I mercati globali potrebbero subire perdite più consistenti se l'economia statunitense dovesse precipitare in recessione, ha avvertito lunedì Larry Fink, CEO di BlackRock.

Parlando all'Economic Club di New York, Fink ha affermato che i mercati azionari potrebbero scendere di un altro 20% poiché le forti tariffe imposte dagli Stati Uniti esercitano una pressione al rialzo sull'inflazione e pesano fortemente sul sentiment degli investitori.

Fink, che guida il più grande gestore patrimoniale del mondo con oltre 11 trilioni di dollari di asset in gestione, ha espresso preoccupazione per le forze inflazionistiche più forti del previsto.

Ha osservato che il mercato potrebbe sottovalutare la persistenza dell'inflazione, rendendo più difficile per la Federal Reserve allentare la politica monetaria nei prossimi mesi.

“La maggior parte degli amministratori delegati con cui parlo ritiene che siamo già in recessione”, ha detto Fink, facendo riferimento alle opinioni di leader aziendali di diversi settori.

Ha citato una conversazione con un alto dirigente di una compagnia aerea, che ha descritto il settore aereo come una "canarina nella miniera di carbone" — e ha avvertito che "la canarina è già malata", segnalando problemi economici più ampi.

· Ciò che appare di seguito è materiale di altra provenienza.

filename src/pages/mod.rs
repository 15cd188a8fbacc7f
pub mod home;
pub mod not_found;
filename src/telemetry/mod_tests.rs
use super::*;
use serde_json::json;

#[test]
fn packet_becomes_message() {
    let packet = Packet::parse("I08 T34.1 A1.16 -1.91").unwrap();
    let message = TelemetryMessage::from_packet(&packet).unwrap();

    assert_eq!(
        serde_json::to_value(&message).unwrap(),
        json!({
            "Device_ID": 8,
            "Data": {
                "Temperature": 34.1,
                "Acceleration": { "x": 1.16, "y": -1.91 }
            }
        })
    );
}

#[test]
fn packet_without_device_id_is_rejected() {
    let packet = Packet::parse("T21.0").unwrap();
    assert!(matches!(
        TelemetryMessage::from_packet(&packet),
        Err(Error::MissingDeviceId)
    ));
}

#[test]
fn fake_reading_message() {
    let message = TelemetryMessage::temperature("pi-barn-1", 21.3);
    assert_eq!(
        serde_json::to_value(&message).unwrap(),
        json!({ "Device_ID": "pi-barn-1", "Data": { "Temperature": 21.3 } })
    );
}

#[test]
fn host_name_is_never_empty() {
    assert!(!host_name().is_empty());
}

#[test]
fn host_name_is_the_system_host_name() {
    let expected = hostname::get().unwrap().to_string_lossy().to_string();
    assert_eq!(host_name(), expected);
}
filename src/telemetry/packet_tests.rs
use super::*;
use serde_json::json;
use yare::parameterized;

#[test]
fn full_packet() {
    let packet = Packet::parse("I08 T34.1 A1.16 -1.91 0.22\n").unwrap();
    assert_eq!(packet.device_id, Some(8));
    assert_eq!(packet.temperature, Some(34.1));
    assert_eq!(
        packet.acceleration,
        Some(Acceleration {
            x: Some(1.16),
            y: Some(-1.91),
            z: Some(0.22),
        })
    );
}

#[test]
fn serializes_with_field_names() {
    let packet = Packet::parse("I3 T21.5 A0.5 1").unwrap();
    assert_eq!(
        serde_json::to_value(&packet).unwrap(),
        json!({
            "Device_ID": 3,
            "Temperature": 21.5,
            "Acceleration": { "x": 0.5, "y": 1.0 }
        })
    );
}

#[parameterized(
    temperature_only = { "T20.25", None, Some(20.25) },
    leading_noise = { "  12 I7 T-3.5", Some(7), Some(-3.5) },
    letter_run_uses_last = { "XI9", Some(9), None },
)]
fn partial_packets(line: &str, device_id: Option<i64>, temperature: Option<f64>) {
    let packet = Packet::parse(line).unwrap();
    assert_eq!(packet.device_id, device_id);
    assert_eq!(packet.temperature, temperature);
}

#[parameterized(
    empty = { "", Error::Empty },
    digits_only = { "1234", Error::Empty },
    unknown_tag = { "I1 H40", Error::UnknownTag('H') },
    bad_temperature = { "T3.4.5", Error::InvalidValue { tag: 'T', value: "3.4.5".to_string() } },
    bad_device = { "I", Error::InvalidValue { tag: 'I', value: String::new() } },
    bad_acceleration = { "A1 x", Error::UnknownTag('x') },
)]
fn rejected_packets(line: &str, expected: Error) {
    assert_eq!(Packet::parse(line).unwrap_err(), expected);
}

#[test]
fn acceleration_needs_a_component() {
    assert!(matches!(
        Packet::parse("A  "),
        Err(Error::InvalidValue { tag: 'A', .. })
    ));
}
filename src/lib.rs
//! # IoT Jobs Edge
//!
//! IoT Jobs Edge is the edge component running on a Raspberry Pi next to
//! the sensors. It executes the jobs the cloud's job service queues for this
//! device one at a time ([`jobs::Coordinator`]), and publishes the sensor
//! readings it gets over UART, or fake ones, as
//! [`telemetry::TelemetryMessage`]s.
//!
//! Everything talks to the broker through a [`transport::Transport`]; the
//! paho-mqtt backed one lives in [`mq`].

pub mod config;
pub mod connection;
pub mod jobs;
pub mod mq;
pub mod telemetry;
pub mod transport;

Nonostante le prospettive fosche, Fink ha sottolineato che la recente flessione del mercato potrebbe rappresentare opportunità di acquisto a lungo termine, piuttosto che rischi finanziari sistemici.

Tuttavia, ha avvertito che le aggressive politiche tariffarie del presidente Donald Trump potrebbero alimentare ulteriormente l'inflazione, complicando la capacità della Fed di tagliare i tassi di interesse come molti investitori sperano.

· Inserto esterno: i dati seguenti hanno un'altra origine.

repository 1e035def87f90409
//! Wire types of the cloud job service.
//!
//! Topics are scoped by thing name under `$aws/things/{thing}/jobs`. Every
//! payload is JSON with camelCase field names.

use std::collections::BTreeMap;
use std::fmt;

use serde::{Deserialize, Serialize};

use super::Error;

/// Free-form key/value details attached to a job execution status.
pub type StatusDetails = BTreeMap<String, String>;

#[derive(Serialize, Deserialize, Debug, Clone, Copy, PartialEq, Eq)]
#[serde(rename_all = "SCREAMING_SNAKE_CASE")]
pub enum JobStatus {
    Queued,
    InProgress,
    Succeeded,
    Failed,
    TimedOut,
    Rejected,
    Removed,
    Canceled,
}

impl fmt::Display for JobStatus {
    fn fmt(&self, f: &mut fmt::Formatter<'_>) -> fmt::Result {
        let s = match self {
            JobStatus::Queued => "QUEUED",
            JobStatus::InProgress => "IN_PROGRESS",
            JobStatus::Succeeded => "SUCCEEDED",
            JobStatus::Failed => "FAILED",
            JobStatus::TimedOut => "TIMED_OUT",
            JobStatus::Rejected => "REJECTED",
            JobStatus::Removed => "REMOVED",
            JobStatus::Canceled => "CANCELED",
        };
        f.write_str(s)
    }
}

/// One unit of remote-triggered work.
#[derive(Serialize, Deserialize, Debug, Clone, PartialEq)]
#[serde(rename_all = "camelCase")]
pub struct JobExecution {
    pub job_id: String,
    /// Opaque task description; its meaning is up to the worker.
    #[serde(default)]
    pub job_document: serde_json::Value,
    #[serde(default, skip_serializing_if = "Option::is_none")]
    pub status: Option<JobStatus>,
    #[serde(default, skip_serializing_if = "Option::is_none")]
    pub thing_name: Option<String>,
    #[serde(default, skip_serializing_if = "Option::is_none")]
    pub status_details: Option<StatusDetails>,
    #[serde(default, skip_serializing_if = "Option::is_none")]
    pub version_number: Option<i64>,
    #[serde(default, skip_serializing_if = "Option::is_none")]
    pub execution_number: Option<i64>,
}

impl JobExecution {
    pub fn new(job_id: impl Into<String>, job_document: serde_json::Value) -> Self {
        JobExecution {
            job_id: job_id.into(),
            job_document,
            status: None,
            thing_name: None,
            status_details: None,
            version_number: None,
            execution_number: None,
        }
    }
}

/// Sent on `notify-next` whenever the next pending execution changes.
/// `execution` is absent when nothing is pending.
#[derive(Serialize, Deserialize, Debug, Clone, PartialEq, Default)]
#[serde(rename_all = "camelCase")]
pub struct NextJobExecutionChangedEvent {
    #[serde(default)]
    pub execution: Option<JobExecution>,
    #[serde(default, skip_serializing_if = "Option::is_none")]
    pub timestamp: Option<i64>,
}

#[derive(Serialize, Deserialize, Debug, Clone, PartialEq, Default)]
#[serde(rename_all = "camelCase")]
pub struct StartNextPendingJobExecutionRequest {
    #[serde(skip_serializing_if = "Option::is_none")]
    pub client_token: Option<String>,
    #[serde(skip_serializing_if = "Option::is_none")]
    pub status_details: Option<StatusDetails>,
    #[serde(skip_serializing_if = "Option::is_none")]
    pub step_timeout_in_minutes: Option<i64>,
}

/// Accepted response to a start-next request. `execution` is absent when no
/// job was pending.
#[derive(Serialize, Deserialize, Debug, Clone, PartialEq, Default)]
#[serde(rename_all = "camelCase")]
pub struct StartNextJobExecutionResponse {
    #[serde(default)]
    pub execution: Option<JobExecution>,
    #[serde(default, skip_serializing_if = "Option::is_none")]
    pub client_token: Option<String>,
    #[serde(default, skip_serializing_if = "Option::is_none")]
    pub timestamp: Option<i64>,
}

#[derive(Serialize, Deserialize, Debug, Clone, PartialEq)]
#[serde(rename_all = "camelCase")]
pub struct UpdateJobExecutionRequest {
    /// Carried in the topic, not in the payload.
    #[serde(skip)]
    pub job_id: String,
    pub status: JobStatus,
    #[serde(skip_serializing_if = "Option::is_none")]
    pub status_details: Option<StatusDetails>,
    #[serde(skip_serializing_if = "Option::is_none")]
    pub expected_version: Option<i64>,
    #[serde(skip_serializing_if = "Option::is_none")]
    pub execution_number: Option<i64>,
    #[serde(skip_serializing_if = "Option::is_none")]
    pub client_token: Option<String>,
}

impl UpdateJobExecutionRequest {
    pub fn new(job_id: impl Into<String>, status: JobStatus) -> Self {
        UpdateJobExecutionRequest {
            job_id: job_id.into(),
            status,
            status_details: None,
            expected_version: None,
            execution_number: None,
            client_token: None,
        }
    }
}

#[derive(Serialize, Deserialize, Debug, Clone, PartialEq)]
#[serde(rename_all = "camelCase")]
pub struct JobExecutionState {
    pub status: JobStatus,
    #[serde(default, skip_serializing_if = "Option::is_none")]
    pub status_details: Option<StatusDetails>,
    #[serde(default, skip_serializing_if = "Option::is_none")]
    pub version_number: Option<i64>,
}

/// Accepted response to an update. The job id comes from the response topic.
#[derive(Serialize, Deserialize, Debug, Clone, PartialEq, Default)]
#[serde(rename_all = "camelCase")]
pub struct UpdateJobExecutionResponse {
    #[serde(skip)]
    pub job_id: String,
    #[serde(default, skip_serializing_if = "Option::is_none")]
    pub execution_state: Option<JobExecutionState>,
    #[serde(default, skip_serializing_if = "Option::is_none")]
    pub job_document: Option<serde_json::Value>,
    #[serde(default, skip_serializing_if = "Option::is_none")]
    pub client_token: Option<String>,
    #[serde(default, skip_serializing_if = "Option::is_none")]
    pub timestamp: Option<i64>,
}

/// Payload of every `.../rejected` topic.
#[derive(Serialize, Deserialize, Debug, Clone, PartialEq, Default)]
#[serde(rename_all = "camelCase")]
pub struct RejectedError {
    pub code: String,
    #[serde(default)]
    pub message: String,
    #[serde(default, skip_serializing_if = "Option::is_none")]
    pub client_token: Option<String>,
    #[serde(default, skip_serializing_if = "Option::is_none")]
    pub timestamp: Option<i64>,
}

impl fmt::Display for RejectedError {
    fn fmt(&self, f: &mut fmt::Formatter<'_>) -> fmt::Result {
        write!(f, "code:'{}' message:'{}'", self.code, self.message)
    }
}

/// Topic names for one thing.
#[derive(Debug, Clone, PartialEq, Eq)]
pub struct JobTopics {
    thing_name: String,
    prefix: String,
}

impl JobTopics {
    pub fn new(thing_name: &str) -> Result<JobTopics, Error> {
        if thing_name.is_empty() || thing_name.contains(['/', '+', '#']) {
            return Err(Error::InvalidThingName(thing_name.to_string()));
        }
        Ok(JobTopics {
            thing_name: thing_name.to_string(),
            prefix: format!("$aws/things/{thing_name}/jobs"),
        })
    }

    pub fn thing_name(&self) -> &str {
        &self.thing_name
    }

    pub fn notify_next(&self) -> String {
        format!("{}/notify-next", self.prefix)
    }

    pub fn start_next(&self) -> String {
        format!("{}/start-next", self.prefix)
    }

    pub fn start_next_accepted(&self) -> String {
        format!("{}/start-next/accepted", self.prefix)
    }

    pub fn start_next_rejected(&self) -> String {
        format!("{}/start-next/rejected", self.prefix)
    }

    pub fn update(&self, job_id: &str) -> String {
        format!("{}/{}/update", self.prefix, job_id)
    }

    /// Pass `"+"` to cover every job id.
    pub fn update_accepted(&self, job_id: &str) -> String {
        format!("{}/{}/update/accepted", self.prefix, job_id)
    }

    pub fn update_rejected(&self, job_id: &str) -> String {
        format!("{}/{}/update/rejected", self.prefix, job_id)
    }

    /// Extracts the job id from an `.../{jobId}/update/{accepted,rejected}` topic.
    pub fn job_id_from_update_response<'t>(&self, topic: &'t str) -> Option<&'t str> {
        let rest = topic.strip_prefix(self.prefix.as_str())?.strip_prefix('/')?;
        let (job_id, suffix) = rest.split_once('/')?;
        match suffix {
            "update/accepted" | "update/rejected" if !job_id.is_empty() => Some(job_id),
            _ => None,
        }
    }
}

pub fn encode<T: Serialize>(value: &T) -> Result<Vec<u8>, Error> {
    serde_json::to_vec(value).map_err(Error::Encode)
}

pub fn decode<'a, T: Deserialize<'a>>(topic: &str, payload: &'a [u8]) -> Result<T, Error> {
    serde_json::from_slice(payload).map_err(|source| Error::Decode {
        topic: topic.to_string(),
        source,
    })
}

/// Decodes an update-accepted message, taking the job id from its topic.
pub fn decode_update_accepted(
    topics: &JobTopics,
    topic: &str,
    payload: &[u8],
) -> Result<UpdateJobExecutionResponse, Error> {
    let job_id = topics
        .job_id_from_update_response(topic)
        .ok_or_else(|| Error::UnexpectedTopic(topic.to_string()))?;
    let mut response: UpdateJobExecutionResponse = decode(topic, payload)?;
    response.job_id = job_id.to_string();
    Ok(response)
}

#[cfg(test)]
#[path = "protocol_tests.rs"]
mod tests;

“Questa convinzione che la Federal Reserve taglierà i tassi quattro volte quest'anno? Non vedo alcuna possibilità che ciò accada”, ha detto Fink.

“Sono più preoccupato che l'inflazione possa rimanere elevata, spingendo potenzialmente i tassi ancora più in alto.”

Attualmente, secondo lo strumento CME FedWatch, i mercati dei futures stanno prezzando un taglio dei tassi di interesse di un punto percentuale entro la fine del 2025.

Tuttavia, le dichiarazioni di Fink suggeriscono che i trader potrebbero dover rivedere significativamente le proprie aspettative, data la persistenza delle pressioni inflazionistiche.

Le dichiarazioni di Fink sono state trasmesse in diretta su Bloomberg Television, attirando l'attenzione di investitori, analisti e politici preoccupati per il futuro dell'economia statunitense.